HBO’s White House Plumbers – a hilarious look at an American political scandal
Woody Harrelson and Justin Theroux are the bumbling agents who inadvertently brought down a presidency
Disgraced government agents and anti-communist Cuban exiles operating on the order of the Nixon White House find themselves at the centre of a massive scandal.
THE Watergate scandal, in which operatives linked to the re-election campaign of US President Richard M. Nixon broke into the offices of the Democratic National Committee on June 17, 1972 – eventually leading to the unravelling of his presidency – is one of the most pivotal events in modern American history.
The story has been told many times from different angles, including in the film adaptation ‘All the President’s Men’ from 1976, one of the great American films that explored the topic from the perspective of Woodward and Bernstein, the reporters who cracked the case for the Washington Post.
HBO’s latest miniseries, White House Plumbers, tells the story from the perspective of the people directly responsible for the break-in, and this time instead of a straight drama, it’s told as a gut-bustingly absurd comedy of errors.
The show starts off with the tongue-in-cheek text: “The following story is based on a true story. No names have been changed to protect the innocent, because nearly everyone was found guilty.”
G Gordon Liddy (Theroux) and Howard Hunt (Harrelson) are an often hilarious odd couple. – Pic courtesy of HBO Go
Though a lot of it is based on fact, White House Plumbers is first and foremost a comedy, with most of what takes place on the show having really occurred. This is definitely one of those situations where the truth is stranger than fiction and the shows leans on that.
Our entry into this world is Howard Hunt (Woody Harrelson), a disgraced former CIA agent toiling away at an anonymous desk job who gets a chance at glory when he is hired to do dirty work for Nixon (who isn’t a character on the show).
Partnered up with ex-FBI agent and moustachioed Hitler enthusiast G Gordon Liddy (Justin Theroux), they form the White House Plumbers – named so because it’s their job to plug leaks.
Created and written by Alex Gregory and Peter Huyck, veterans of the acidic HBO political comedy Veep, and directed by David Mandel, who’s worked on Veep, Curb Your Enthusiasm and Seinfeld, the show has a strong comedic pedigree that’s apparent in almost every scene.
Like Veep, this show debunks the notion that political operators are any kind of geniuses, but are instead shortsighted imbeciles driven by personal grievance.
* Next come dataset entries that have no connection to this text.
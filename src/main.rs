// tagkit - component fragment server
//
// Architecture:
// - View compositor: loads component assets, scopes css, binds js, localizes
// - Resource registry: content-addressed css/js shared by all requests
// - HTTP server (axum): fragment endpoint plus resource delivery
// - CLI: config management and one-shot rendering

mod cli;
mod startup;

use anyhow::Result;
use tagkit::config::Config;
use tagkit::{logging, server};

#[tokio::main]
async fn main() -> Result<()> {
    // Handle CLI commands first (config, render)
    // If a command was handled, exit early
    if cli::handle_cli().await? {
        return Ok(());
    }

    // Ensure config template exists (helps users discover options)
    Config::ensure_config_exists();

    let config = match Config::from_env() {
        Ok(config) => config,
        Err(e) => {
            eprintln!("Error: {:#}", e);
            std::process::exit(1);
        }
    };

    // The guard must outlive the server so file logs flush
    let _log_guard = logging::init(&config.logging);

    startup::print_startup(&config);

    // Create shutdown channel for graceful server shutdown
    let (shutdown_tx, shutdown_rx) = tokio::sync::oneshot::channel();

    let mut server_handle = tokio::spawn(server::start_server(config, shutdown_rx));

    tokio::select! {
        result = tokio::signal::ctrl_c() => {
            if let Err(e) = result {
                tracing::error!("Failed to listen for Ctrl+C: {}", e);
            }
            tracing::info!("Shutdown requested");
        }
        result = &mut server_handle => {
            // Server exited on its own (bind failure, ...)
            return result?;
        }
    }

    // Stop accepting connections and let in-flight requests finish
    let _ = shutdown_tx.send(());
    server_handle.await??;

    Ok(())
}
//! Markup for link-mode resources
//!
//! A link-mode fragment carries no css/js of its own. Whoever writes the
//! enclosing page turns the session manifest into `<link>` and `<script>`
//! tags pointing at the resource endpoints.

use crate::view::registry::ResourceKind;
use crate::view::{ResourceHash, ResourceManifest};

/// URL of one registered resource under `base` (e.g. "/resources")
pub fn resource_url(base: &str, kind: ResourceKind, hash: &ResourceHash) -> String {
    let base = base.trim_end_matches('/');
    match kind {
        ResourceKind::Style => format!("{}/style-{}.css", base, hash),
        ResourceKind::Script => format!("{}/script-{}.js", base, hash),
    }
}

/// One `<link rel="stylesheet">` line per style, in first-use order
pub fn style_links(manifest: &ResourceManifest, base: &str) -> String {
    manifest
        .styles()
        .map(|hash| {
            format!(
                "<link rel=\"stylesheet\" href=\"{}\">\n",
                resource_url(base, ResourceKind::Style, hash)
            )
        })
        .collect()
}

/// One deferred `<script src>` line per script, in first-use order
pub fn script_tags(manifest: &ResourceManifest, base: &str) -> String {
    manifest
        .scripts()
        .map(|hash| {
            format!(
                "<script src=\"{}\" defer></script>\n",
                resource_url(base, ResourceKind::Script, hash)
            )
        })
        .collect()
}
Hunt and Liddy tell everyone and anyone that they are patriots, but really they are laughingstocks who want to prove their doubters wrong.
Playing Hunt’s wife Dorothy, Lena Headey makes her return to HBO following the conclusion of Game of Thrones. – Pic courtesy of HBO Go
Harrelson and Theroux are hilarious in their roles, with the former playing the uptight straight man, while the latter is more of an oddball cartoon character. They’re unlikely allies and it’s fun watching them play off one another.
It’s unclear how historically accurate their relationship is, but it works to bring us along for the ride on the five-episode series.
There’s also a B-plot involving Hunt’s increasingly frayed relationship with his family, namely dutiful wife Dorothy (Lena Headey), his hippy-ish children (Lisa Hunt, Saint John Hunt, Kiernan Shipka).
It gets a lot of screen time to humanise and explain Hunt, but it’s just not as interesting as the main story.
The dialogue of the show is often funny and clever, but at some point one wonders whether making light of such a scandal undermines the seriousness of what happened.
There is an undercurrent of danger – these are trained government agents, after all – but White House Plumbers is all about the big joke that brought down a presidency.